Exam 2 guidelines

This is intended to give you a sense of what I think is important from the course so far, and what I will be thinking of when creating the exam.

I hate disclaimers, but here are some anyway. This is not a contract. I may have inadvertently left something off this list that ends up in an exam question. I make no guarantees that the exam will be 100% limited to items listed below. Moreover, I will not be able to test all of this material given the time limitations of the exam. I will have to pick and choose some subset of it.

BRING A CALCULATOR WITH YOU.

You are permitted one 8.5 x 11 sheet of paper with notes (both sides) for use as a reference during the exam.

Here are the specifics: Students should be able to...

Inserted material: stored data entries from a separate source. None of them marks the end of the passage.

// Path filters

use std::env;
use std::fs;
use std::path::{Component, Path, PathBuf};

use serde::Deserialize;

use crate::core::filter::Filter;
use crate::models::config::parse_options;
use crate::models::{FilterError, Value};

/// Parent directory of a path, `.` for a bare name
pub fn dirname(path: &str) -> String {
    if path.is_empty() {
        return String::new();
    }
    let trimmed = path.trim_end_matches('/');
    if trimmed.is_empty() {
        return "/".to_string();
    }
    let Some(last_slash) = trimmed.rfind('/') else {
        return ".".to_string();
    };
    let parent = trimmed[..last_slash].trim_end_matches('/');
    if parent.is_empty() {
        "/".to_string()
    } else {
        parent.to_string()
    }
}

/// Parent directory of a scalar path
#[derive(Debug, Clone, Default)]
pub struct Dir;

impl Dir {
    pub fn new() -> Self {
        Self
    }

    pub fn from_options(_options: serde_json::Value) -> Result<Self, FilterError> {
        Ok(Self)
    }
}

impl Filter for Dir {
    fn filter(&self, value: Value) -> Result<Value, FilterError> {
        Ok(match value.as_text() {
            Some(path) => Value::Str(dirname(&path)),
            None => value,
        })
    }
}

fn default_true() -> bool {
    true
}

#[derive(Debug, Clone, Deserialize)]
pub struct RealPathOptions {
    /// Only resolve paths that exist
    #[serde(default = "default_true")]
    pub exists: bool,
}

impl Default for RealPathOptions {
    fn default() -> Self {
        Self { exists: true }
    }
}

/// Canonical absolute path
#[derive(Debug, Clone)]
pub struct RealPath {
    must_exist: bool,
}

impl Default for RealPath {
    fn default() -> Self {
        Self::new(RealPathOptions::default())
    }
}

impl RealPath {
    pub fn new(options: RealPathOptions) -> Self {
        Self {
            must_exist: options.exists,
        }
    }

    pub fn from_options(options: serde_json::Value) -> Result<Self, FilterError> {
        Ok(Self::new(parse_options("RealPath", options)?))
    }

    fn resolve(&self, raw: &str) -> Option<PathBuf> {
        let path = Path::new(raw);
        if self.must_exist && !path.exists() {
            return None;
        }
        if let Ok(canonical) = fs::canonicalize(path) {
            return Some(canonical);
        }

        let absolute = if path.is_absolute() {
            path.to_path_buf()
        } else {
            env::current_dir().ok()?.join(path)
        };
        Some(normalize_lexically(&absolute))
    }
}

/// Resolve `.` and `..` without touching the filesystem
pub fn normalize_lexically(path: &Path) -> PathBuf {
    let mut stack: Vec<Component> = Vec::new();
    let mut root = PathBuf::new();
    for component in path.components() {
        match component {
            Component::Prefix(_) | Component::RootDir => root.push(component.as_os_str()),
            Component::CurDir => {}
            Component::ParentDir => {
                stack.pop();
            }
            Component::Normal(_) => stack.push(component),
        }
    }
    stack.iter().fold(root, |mut acc, c| {
        acc.push(c.as_os_str());
        acc
    })
}

impl Filter for RealPath {
    fn filter(&self, value: Value) -> Result<Value, FilterError> {
        let Value::Str(raw) = &value else {
            return Ok(value);
        };
        Ok(match self.resolve(raw) {
            Some(resolved) => Value::Str(resolved.to_string_lossy().into_owned()),
            None => value,
        })
    }
}

#[cfg(test)]
mod tests {
    use super::*;
    use tempfile::TempDir;

    #[test]
    fn test_dirname() {
        assert_eq!(dirname("a"), ".");
        assert_eq!(dirname("/a"), "/");
        assert_eq!(dirname("/"), "/");
        assert_eq!(dirname(""), "");
        assert_eq!(dirname("/usr/local/lib"), "/usr/local");
        assert_eq!(dirname("a/b/"), "a");
        assert_eq!(dirname("a//b"), "a");
    }

    #[test]
    fn test_dir_filter() {
        let filter = Dir::new();
        assert_eq!(filter.filter(Value::from("/path/to/file.txt")).unwrap(), Value::from("/path/to"));
        assert_eq!(filter.filter(Value::Int(5)).unwrap(), Value::from("."));
        assert_eq!(filter.filter(Value::Null).unwrap(), Value::Null);
    }

    #[test]
    fn test_real_path_existing() {
        let temp = TempDir::new().unwrap();
        let file = temp.path().join("file.1");
        fs::write(&file, b"x").unwrap();

        let input = temp.path().join("sub/../file.1");
        fs::create_dir(temp.path().join("sub")).unwrap();

        let filter = RealPath::new(RealPathOptions::default());
        let expected = fs::canonicalize(&file).unwrap();
        assert_eq!(
            filter.filter(Value::from(input.to_string_lossy().as_ref())).unwrap(),
            Value::from(expected.to_string_lossy().as_ref())
        );
    }

    #[test]
    fn test_real_path_missing_unchanged() {
        let filter = RealPath::new(RealPathOptions::default());
        let input = Value::from("/nonexistent/really/not/here");
        assert_eq!(filter.filter(input.clone()).unwrap(), input);
    }

    #[test]
    fn test_real_path_defaults_require_existence() {
        let input = Value::from("/definitely/not/here/../x");
        let from_default = RealPath::default();
        let from_options = RealPath::from_options(serde_json::json!({})).unwrap();
        assert_eq!(from_default.filter(input.clone()).unwrap(), input);
        assert_eq!(from_options.filter(input.clone()).unwrap(), input);
    }

    #[test]
    fn test_real_path_missing_normalized() {
        let filter = RealPath::from_options(serde_json::json!({"exists": false})).unwrap();
        assert_eq!(
            filter.filter(Value::from("/nonexistent/a/./b/../c")).unwrap(),
            Value::from("/nonexistent/a/c")
        );

        let cwd = env::current_dir().unwrap();
        let expected = normalize_lexically(&cwd.join("nonexistent"));
        assert_eq!(
            filter.filter(Value::from("nonexistent")).unwrap(),
            Value::from(expected.to_string_lossy().as_ref())
        );
    }

    #[test]
    fn test_real_path_non_strings() {
        let filter = RealPath::new(RealPathOptions::default());
        assert_eq!(filter.filter(Value::Int(1)).unwrap(), Value::Int(1));
    }
}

Mathematically define PageRank, and calculate the actual values on toy examples. Demonstrate what happens in goofy situations, such as dead ends and spider traps, and discuss how problems such as spam farms or others can be addressed. Be able to do PageRank algebraic analysis as we did in the homeworks. Demonstrate understanding of topic-sensitive variation.

Mathematically define HITS, perform calculations on toy example, and compare with PageRank.

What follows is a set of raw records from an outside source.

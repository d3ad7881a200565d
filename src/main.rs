use std::path::PathBuf;
use std::process::ExitCode;

use clap::{Parser, Subcommand, ValueEnum};

use value_filter::commands::{apply, archive};
use value_filter::core::compression::{ArchiveFormat, TarCompression};

#[derive(Parser)]
#[command(name = "value-filter")]
#[command(version, about = "Run value filters and archive helpers", long_about = None)]
struct Cli {
    #[command(subcommand)]
    command: Commands,
}

#[derive(Subcommand)]
enum Commands {
    /// Run a filter chain over a JSON value
    Apply {
        /// Chain specification (JSON)
        #[arg(short, long)]
        chain: PathBuf,

        /// JSON document holding the value; stdin when omitted
        #[arg(short, long)]
        input: Option<PathBuf>,
    },

    /// Compress a directory, a file or literal text into an archive
    Compress {
        /// Directory, file, or text to store
        source: String,

        /// Archive to create or replace
        #[arg(short, long)]
        archive: PathBuf,

        #[arg(long, value_enum, default_value = "zip")]
        adapter: AdapterArg,

        /// Tarball compression
        #[arg(long, value_enum, default_value = "gz")]
        mode: ModeArg,

        /// Entry name when the source is literal text
        #[arg(long)]
        file_name: Option<String>,
    },

    /// Expand an archive into a directory
    Decompress {
        archive: PathBuf,

        #[arg(short, long)]
        target: PathBuf,
    },
}

#[derive(Clone, Copy, ValueEnum)]
enum AdapterArg {
    Zip,
    Tar,
    #[value(name = "7z")]
    SevenZ,
}

impl From<AdapterArg> for ArchiveFormat {
    fn from(arg: AdapterArg) -> Self {
        match arg {
            AdapterArg::Zip => ArchiveFormat::Zip,
            AdapterArg::Tar => ArchiveFormat::Tar,
            AdapterArg::SevenZ => ArchiveFormat::SevenZ,
        }
    }
}

#[derive(Clone, Copy, ValueEnum)]
enum ModeArg {
    Gz,
    Bz2,
    None,
}

impl From<ModeArg> for TarCompression {
    fn from(arg: ModeArg) -> Self {
        match arg {
            ModeArg::Gz => TarCompression::Gz,
            ModeArg::Bz2 => TarCompression::Bz2,
            ModeArg::None => TarCompression::None,
        }
    }
}

fn main() -> ExitCode {
    env_logger::Builder::from_env(env_logger::Env::default().default_filter_or("warn")).init();

    let cli = Cli::parse();

    let result = match cli.command {
        Commands::Apply { chain, input } => apply::apply_chain(&chain, input.as_deref()),
        Commands::Compress {
            source,
            archive: archive_path,
            adapter,
            mode,
            file_name,
        } => archive::compress(&source, &archive_path, adapter.into(), mode.into(), file_name),
        Commands::Decompress {
            archive: archive_path,
            target,
        } => archive::decompress(&archive_path, &target),
    };

    match result {
        Ok(output) => {
            println!("{}", output);
            ExitCode::SUCCESS
        }
        Err(message) => {
            eprintln!("error: {}", message);
            ExitCode::FAILURE
        }
    }
}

Describe association rules problem in terms of transactions, items, support, and confidence. Distinguish between an itemset and an association rule.

Define and calculate support of an itemset, as well as support, confidence, and interest of a rule.

Be able to explain, interpret, justify, and or apply to toy examples the apriori algorithm (and detailed efficiency tricks) for finding frequent itemsets and quality association rules.

Be able to explain, interpret, justify, and answer questions about scalable association rules techniques, such as simple randomized, SON, and Toivonen's algorithm.


One last word: a fine way to practice is to do problems in the textbook that we haven't done. I wouldn't be surprised if I looked there for inspiration in writing text questions.